(Dataset entries)
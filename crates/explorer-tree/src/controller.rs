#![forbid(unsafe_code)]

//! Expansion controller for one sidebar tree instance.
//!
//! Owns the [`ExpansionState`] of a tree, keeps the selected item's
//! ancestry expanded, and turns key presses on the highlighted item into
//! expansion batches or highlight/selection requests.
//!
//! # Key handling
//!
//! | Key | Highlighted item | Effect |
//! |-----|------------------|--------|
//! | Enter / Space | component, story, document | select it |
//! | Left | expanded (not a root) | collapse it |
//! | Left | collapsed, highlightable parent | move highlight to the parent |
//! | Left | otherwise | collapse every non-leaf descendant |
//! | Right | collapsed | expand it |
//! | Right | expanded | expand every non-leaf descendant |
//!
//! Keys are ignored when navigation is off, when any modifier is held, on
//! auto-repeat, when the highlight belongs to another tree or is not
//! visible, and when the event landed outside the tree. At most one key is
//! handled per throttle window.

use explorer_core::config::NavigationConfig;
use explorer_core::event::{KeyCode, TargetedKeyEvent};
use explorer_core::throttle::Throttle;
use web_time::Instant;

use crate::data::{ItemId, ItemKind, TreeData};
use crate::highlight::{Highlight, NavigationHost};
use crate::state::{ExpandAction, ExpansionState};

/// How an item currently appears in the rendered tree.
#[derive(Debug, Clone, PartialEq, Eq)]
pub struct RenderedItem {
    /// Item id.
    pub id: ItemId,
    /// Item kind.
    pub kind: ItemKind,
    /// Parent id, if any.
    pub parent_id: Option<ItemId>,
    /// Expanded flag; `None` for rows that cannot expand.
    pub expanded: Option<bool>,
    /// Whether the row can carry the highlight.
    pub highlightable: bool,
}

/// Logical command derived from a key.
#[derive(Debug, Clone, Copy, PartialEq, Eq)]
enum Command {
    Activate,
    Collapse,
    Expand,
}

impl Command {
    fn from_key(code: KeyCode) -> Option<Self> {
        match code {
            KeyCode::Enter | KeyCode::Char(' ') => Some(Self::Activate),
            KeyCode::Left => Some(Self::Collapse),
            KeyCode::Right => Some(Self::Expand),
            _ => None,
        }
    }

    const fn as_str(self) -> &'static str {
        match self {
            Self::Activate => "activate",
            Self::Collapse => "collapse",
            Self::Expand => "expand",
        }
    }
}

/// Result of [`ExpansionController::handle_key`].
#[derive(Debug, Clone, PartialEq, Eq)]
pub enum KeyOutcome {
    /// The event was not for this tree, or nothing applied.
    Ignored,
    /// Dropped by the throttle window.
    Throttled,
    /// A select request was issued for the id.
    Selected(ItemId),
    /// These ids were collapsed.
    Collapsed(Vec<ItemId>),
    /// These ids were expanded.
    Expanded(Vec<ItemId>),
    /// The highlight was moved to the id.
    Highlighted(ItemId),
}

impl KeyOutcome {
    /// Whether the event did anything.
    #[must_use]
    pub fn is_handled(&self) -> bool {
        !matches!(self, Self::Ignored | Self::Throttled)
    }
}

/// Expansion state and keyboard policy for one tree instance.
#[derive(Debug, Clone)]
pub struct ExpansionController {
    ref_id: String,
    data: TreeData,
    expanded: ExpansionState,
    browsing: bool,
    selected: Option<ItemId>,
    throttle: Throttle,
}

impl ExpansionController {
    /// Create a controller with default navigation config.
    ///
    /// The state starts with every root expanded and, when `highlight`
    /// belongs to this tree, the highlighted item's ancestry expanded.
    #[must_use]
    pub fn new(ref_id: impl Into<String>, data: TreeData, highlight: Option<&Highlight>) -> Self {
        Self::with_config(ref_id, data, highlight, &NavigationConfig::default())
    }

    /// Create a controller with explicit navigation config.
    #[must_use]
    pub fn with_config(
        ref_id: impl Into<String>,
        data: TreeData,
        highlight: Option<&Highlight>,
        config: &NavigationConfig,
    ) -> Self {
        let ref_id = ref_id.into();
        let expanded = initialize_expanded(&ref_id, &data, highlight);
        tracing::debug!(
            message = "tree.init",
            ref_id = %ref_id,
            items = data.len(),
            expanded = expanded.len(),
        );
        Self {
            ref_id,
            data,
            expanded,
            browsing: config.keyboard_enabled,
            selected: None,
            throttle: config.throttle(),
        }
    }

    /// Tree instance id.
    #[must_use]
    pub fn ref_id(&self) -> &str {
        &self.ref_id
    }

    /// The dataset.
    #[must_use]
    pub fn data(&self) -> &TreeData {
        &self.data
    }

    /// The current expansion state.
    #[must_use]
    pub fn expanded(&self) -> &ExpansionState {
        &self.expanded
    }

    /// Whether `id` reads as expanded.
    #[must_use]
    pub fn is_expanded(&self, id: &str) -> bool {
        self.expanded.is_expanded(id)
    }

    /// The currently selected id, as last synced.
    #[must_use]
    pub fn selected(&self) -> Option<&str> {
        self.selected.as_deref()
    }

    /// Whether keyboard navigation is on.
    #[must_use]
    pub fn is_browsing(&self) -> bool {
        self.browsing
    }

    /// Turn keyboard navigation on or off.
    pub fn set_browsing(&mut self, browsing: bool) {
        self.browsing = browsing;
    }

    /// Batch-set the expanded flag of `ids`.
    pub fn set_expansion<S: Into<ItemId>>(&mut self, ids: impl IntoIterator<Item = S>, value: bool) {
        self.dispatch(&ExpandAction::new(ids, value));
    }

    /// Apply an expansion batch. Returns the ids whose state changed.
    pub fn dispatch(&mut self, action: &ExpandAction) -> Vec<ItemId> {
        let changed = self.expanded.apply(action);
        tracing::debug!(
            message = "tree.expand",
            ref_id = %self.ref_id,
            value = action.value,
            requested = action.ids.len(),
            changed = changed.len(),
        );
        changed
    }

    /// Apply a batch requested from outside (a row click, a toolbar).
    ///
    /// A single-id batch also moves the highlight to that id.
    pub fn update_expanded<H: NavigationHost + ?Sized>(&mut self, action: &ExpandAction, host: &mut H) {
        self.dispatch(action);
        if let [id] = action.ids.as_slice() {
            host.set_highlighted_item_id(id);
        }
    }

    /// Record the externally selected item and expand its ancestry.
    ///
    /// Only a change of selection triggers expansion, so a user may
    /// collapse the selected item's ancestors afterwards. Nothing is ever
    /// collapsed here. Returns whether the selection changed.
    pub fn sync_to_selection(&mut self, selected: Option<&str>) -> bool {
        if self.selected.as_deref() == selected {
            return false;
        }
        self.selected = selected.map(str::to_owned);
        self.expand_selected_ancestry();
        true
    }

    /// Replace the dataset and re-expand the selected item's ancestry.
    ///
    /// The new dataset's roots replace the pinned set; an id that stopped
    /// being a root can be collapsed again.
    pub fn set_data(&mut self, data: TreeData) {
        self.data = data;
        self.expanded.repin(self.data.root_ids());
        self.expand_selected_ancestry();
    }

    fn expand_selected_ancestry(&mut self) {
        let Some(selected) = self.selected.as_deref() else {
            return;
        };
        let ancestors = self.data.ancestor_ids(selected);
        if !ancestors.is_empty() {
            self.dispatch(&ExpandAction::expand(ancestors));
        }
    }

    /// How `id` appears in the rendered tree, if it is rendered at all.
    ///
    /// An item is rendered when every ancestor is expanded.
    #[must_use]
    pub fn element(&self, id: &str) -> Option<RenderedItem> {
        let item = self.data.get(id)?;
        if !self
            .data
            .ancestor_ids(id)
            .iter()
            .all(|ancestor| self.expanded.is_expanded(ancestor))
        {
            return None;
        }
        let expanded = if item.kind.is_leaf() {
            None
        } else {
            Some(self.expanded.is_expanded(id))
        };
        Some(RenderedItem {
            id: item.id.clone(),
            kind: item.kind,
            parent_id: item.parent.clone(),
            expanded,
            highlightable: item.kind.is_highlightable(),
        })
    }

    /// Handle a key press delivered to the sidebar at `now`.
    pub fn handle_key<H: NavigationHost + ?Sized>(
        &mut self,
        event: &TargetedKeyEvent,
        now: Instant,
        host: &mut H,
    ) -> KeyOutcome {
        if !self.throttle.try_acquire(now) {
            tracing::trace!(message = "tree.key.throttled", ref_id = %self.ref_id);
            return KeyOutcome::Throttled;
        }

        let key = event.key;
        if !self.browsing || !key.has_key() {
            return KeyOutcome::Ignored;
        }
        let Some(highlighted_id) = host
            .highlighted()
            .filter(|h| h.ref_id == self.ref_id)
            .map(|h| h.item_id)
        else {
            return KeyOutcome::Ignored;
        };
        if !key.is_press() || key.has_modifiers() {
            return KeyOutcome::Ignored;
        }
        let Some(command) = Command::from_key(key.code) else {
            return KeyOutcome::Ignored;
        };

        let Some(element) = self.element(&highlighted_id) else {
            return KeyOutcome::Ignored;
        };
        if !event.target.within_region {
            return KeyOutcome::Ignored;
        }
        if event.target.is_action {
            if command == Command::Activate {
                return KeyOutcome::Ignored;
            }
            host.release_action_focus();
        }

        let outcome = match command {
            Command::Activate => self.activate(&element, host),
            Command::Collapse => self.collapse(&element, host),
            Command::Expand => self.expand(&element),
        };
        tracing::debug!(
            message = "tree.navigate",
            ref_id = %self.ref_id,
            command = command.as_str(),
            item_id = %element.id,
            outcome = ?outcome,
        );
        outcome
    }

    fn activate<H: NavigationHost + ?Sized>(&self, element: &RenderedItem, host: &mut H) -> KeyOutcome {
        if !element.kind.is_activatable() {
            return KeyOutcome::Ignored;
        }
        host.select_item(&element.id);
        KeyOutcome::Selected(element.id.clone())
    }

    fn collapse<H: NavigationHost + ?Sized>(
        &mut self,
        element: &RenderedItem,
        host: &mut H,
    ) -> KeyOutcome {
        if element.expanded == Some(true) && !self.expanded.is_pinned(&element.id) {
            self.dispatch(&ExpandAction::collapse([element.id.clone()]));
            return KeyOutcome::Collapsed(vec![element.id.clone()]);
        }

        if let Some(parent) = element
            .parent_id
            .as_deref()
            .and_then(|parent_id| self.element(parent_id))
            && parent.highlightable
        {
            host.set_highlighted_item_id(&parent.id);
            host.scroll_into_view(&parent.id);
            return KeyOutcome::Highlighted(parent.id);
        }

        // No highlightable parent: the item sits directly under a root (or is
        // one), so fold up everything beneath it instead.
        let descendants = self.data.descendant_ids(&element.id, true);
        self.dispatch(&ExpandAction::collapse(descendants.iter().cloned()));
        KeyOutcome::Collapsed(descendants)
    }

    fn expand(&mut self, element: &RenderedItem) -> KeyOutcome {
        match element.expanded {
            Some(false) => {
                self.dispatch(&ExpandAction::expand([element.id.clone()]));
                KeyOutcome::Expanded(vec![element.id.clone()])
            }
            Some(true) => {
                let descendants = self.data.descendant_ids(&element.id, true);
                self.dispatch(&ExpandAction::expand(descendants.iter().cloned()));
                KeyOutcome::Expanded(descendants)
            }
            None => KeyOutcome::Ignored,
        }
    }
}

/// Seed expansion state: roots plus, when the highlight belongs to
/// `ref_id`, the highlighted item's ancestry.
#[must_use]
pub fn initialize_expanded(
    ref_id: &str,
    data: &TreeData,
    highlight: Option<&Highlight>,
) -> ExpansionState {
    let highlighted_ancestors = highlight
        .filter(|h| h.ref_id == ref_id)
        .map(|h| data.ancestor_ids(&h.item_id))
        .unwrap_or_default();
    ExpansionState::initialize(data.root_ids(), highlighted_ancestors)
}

(Problem statement)
Search the data above for the word "Right". Copy each line it is in.

(Solution to the exercise)
//! | Right | collapsed | expand it |
//! | Right | expanded | expand every non-leaf descendant |
            KeyCode::Right => Some(Self::Expand),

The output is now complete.